Шаги становились еще более слышимыми. Елена скинула с себя ублюдка, поднялась и рванула вглубь. Она совершила огромную ошибку, когда свернула с тротуара и ринулась вглубь, в чащу деревьев. Там, среди высоких, голых и огромных деревьев, затеряться было сложнее. Листья под ногами, пропитанные влагой и грязью, замедляли шаг, погружая Елену в свое болото. Отсутствие людей морозило кровь в венах, и лишь дикий страх заставлял бежать быстрее и быстрее.

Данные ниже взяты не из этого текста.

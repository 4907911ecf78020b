//! Master builder for all hashgate operations
//!
//! Unified entry point, decomposed by operation type.

pub mod core;
pub mod hash;

// Re-export main types
pub use self::core::Hashgate;
pub use hash::{HashBuilder, HashMasterBuilder};
//! Structured errors for native provider calls

use crate::status;
use hashgate_common::{Classify, ErrorKind};
use std::borrow::Cow;
use std::fmt;
use thiserror::Error;

/// Operation category a native status code is reported for
#[derive(Debug, Clone, Copy, PartialEq, Eq, Hash)]
pub enum CallCategory {
    /// Acquiring a provider context
    ContextAcquisition,
    /// Creating a hash object
    EngineCreation,
    /// Feeding data into a hash object
    DataAccumulation,
    /// Reading a hash parameter (including the digest)
    ParameterRetrieval,
    /// Destroying a hash object
    EngineRelease,
    /// Releasing a provider context
    ContextRelease,
}

impl CallCategory {
    /// Human readable category name
    #[must_use]
    pub const fn as_str(self) -> &'static str {
        match self {
            Self::ContextAcquisition => "context acquisition",
            Self::EngineCreation => "hash engine creation",
            Self::DataAccumulation => "data accumulation",
            Self::ParameterRetrieval => "parameter retrieval",
            Self::EngineRelease => "hash engine release",
            Self::ContextRelease => "context release",
        }
    }

    /// Check if the category belongs to the release phase
    #[must_use]
    pub const fn is_release(self) -> bool {
        matches!(self, Self::EngineRelease | Self::ContextRelease)
    }

    /// Severity of a failure in this category
    #[must_use]
    pub const fn kind(self) -> ErrorKind {
        match self {
            Self::ContextAcquisition | Self::EngineCreation => ErrorKind::Recoverable,
            Self::DataAccumulation | Self::ParameterRetrieval => ErrorKind::Terminal,
            Self::EngineRelease | Self::ContextRelease => ErrorKind::Fatal,
        }
    }
}

impl fmt::Display for CallCategory {
    fn fmt(&self, f: &mut fmt::Formatter<'_>) -> fmt::Result {
        f.write_str(self.as_str())
    }
}

/// A native call failed
#[derive(Debug, Clone, PartialEq, Eq, Error)]
#[error("{category} failed (status {status:#010x}): {message}")]
pub struct BackendError {
    category: CallCategory,
    status: u32,
    message: Cow<'static, str>,
}

impl BackendError {
    /// Create an error for `status` reported in `category`
    ///
    /// The message is looked up in the category's code table.
    #[must_use]
    pub fn new(category: CallCategory, status: u32) -> Self {
        Self {
            category,
            status,
            message: status::describe(category, status),
        }
    }

    /// Operation category that failed
    #[must_use]
    pub fn category(&self) -> CallCategory {
        self.category
    }

    /// Native status code
    #[must_use]
    pub fn status(&self) -> u32 {
        self.status
    }

    /// Explanation of the status code
    #[must_use]
    pub fn message(&self) -> &str {
        &self.message
    }
}

impl Classify for BackendError {
    fn kind(&self) -> ErrorKind {
        self.category.kind()
    }
}

/// Result type for gateway operations
pub type Result<T> = std::result::Result<T, BackendError>;
//! Finished digests and their text renderings

use crate::registry::Algorithm;
use crate::{HashError, Result};
use base64::{engine::general_purpose, Engine as _};
use serde::{Deserialize, Serialize};
use std::fmt;
use std::str::FromStr;

/// Text rendering of digest bytes
#[derive(Debug, Clone, Copy, Default, PartialEq, Eq, Hash, Serialize, Deserialize)]
#[serde(rename_all = "lowercase")]
pub enum DigestEncoding {
    /// Lowercase hexadecimal
    #[default]
    Hex,
    /// Standard base64 with padding
    Base64,
    /// URL-safe base64 without padding
    Base64Url,
}

impl DigestEncoding {
    /// Render `bytes`
    #[must_use]
    pub fn encode(self, bytes: &[u8]) -> String {
        match self {
            Self::Hex => hex::encode(bytes),
            Self::Base64 => general_purpose::STANDARD.encode(bytes),
            Self::Base64Url => base64_url::encode(bytes),
        }
    }
}

impl FromStr for DigestEncoding {
    type Err = HashError;

    fn from_str(s: &str) -> Result<Self> {
        match s.trim().to_ascii_lowercase().as_str() {
            "hex" => Ok(Self::Hex),
            "base64" => Ok(Self::Base64),
            "base64url" | "base64-url" => Ok(Self::Base64Url),
            other => Err(HashError::invalid_parameters(format!(
                "unknown digest encoding {other:?}"
            ))),
        }
    }
}

/// Finished digest together with the algorithm that produced it
#[derive(Clone, Debug, PartialEq, Eq)]
pub struct HashDigest {
    algorithm: Algorithm,
    bytes: Vec<u8>,
}

impl HashDigest {
    pub(crate) fn new(algorithm: Algorithm, bytes: Vec<u8>) -> Self {
        Self { algorithm, bytes }
    }

    /// Algorithm that produced the digest
    #[must_use]
    pub fn algorithm(&self) -> Algorithm {
        self.algorithm
    }

    #[must_use]
    pub fn as_bytes(&self) -> &[u8] {
        &self.bytes
    }

    /// Render the digest as text
    #[must_use]
    pub fn encode(&self, encoding: DigestEncoding) -> String {
        encoding.encode(&self.bytes)
    }

    /// Shorthand for `encode(DigestEncoding::Hex)`
    #[must_use]
    pub fn to_hex(&self) -> String {
        self.encode(DigestEncoding::Hex)
    }

    #[must_use]
    pub fn len(&self) -> usize {
        self.bytes.len()
    }

    #[must_use]
    pub fn is_empty(&self) -> bool {
        self.bytes.is_empty()
    }
}

impl From<HashDigest> for Vec<u8> {
    fn from(digest: HashDigest) -> Self {
        digest.bytes
    }
}

impl AsRef<[u8]> for HashDigest {
    fn as_ref(&self) -> &[u8] {
        &self.bytes
    }
}

impl fmt::Display for HashDigest {
    fn fmt(&self, f: &mut fmt::Formatter<'_>) -> fmt::Result {
        f.write_str(&self.to_hex())
    }
}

Теперь она не сомневалась, что живую они ее не отпустят.

Она зацепилась за ветку, больно ударившись предплечьем и процарапав кожаную куртку, которую ей когда-то подарила Миранда. Когтистые ветки сорвали легкий шарфик с шеи, болотная жижа поглощала обувь, бежать становилось все сильнее. Оглянувшись, Елена увидела три фигуры, которые побежали в разных направлениях. Одна из них кинулась за девушкой.

Гилберт снова помчалась вперед. В самом сердце парке должна была находиться заброшенная церковь — Елена ведь хотела на исповеди, знала о церквях и часовнях, была истовой католичкой. Там она и мечтала найти спасение. После предательства отца и гибели матери господь не должен оставить ее.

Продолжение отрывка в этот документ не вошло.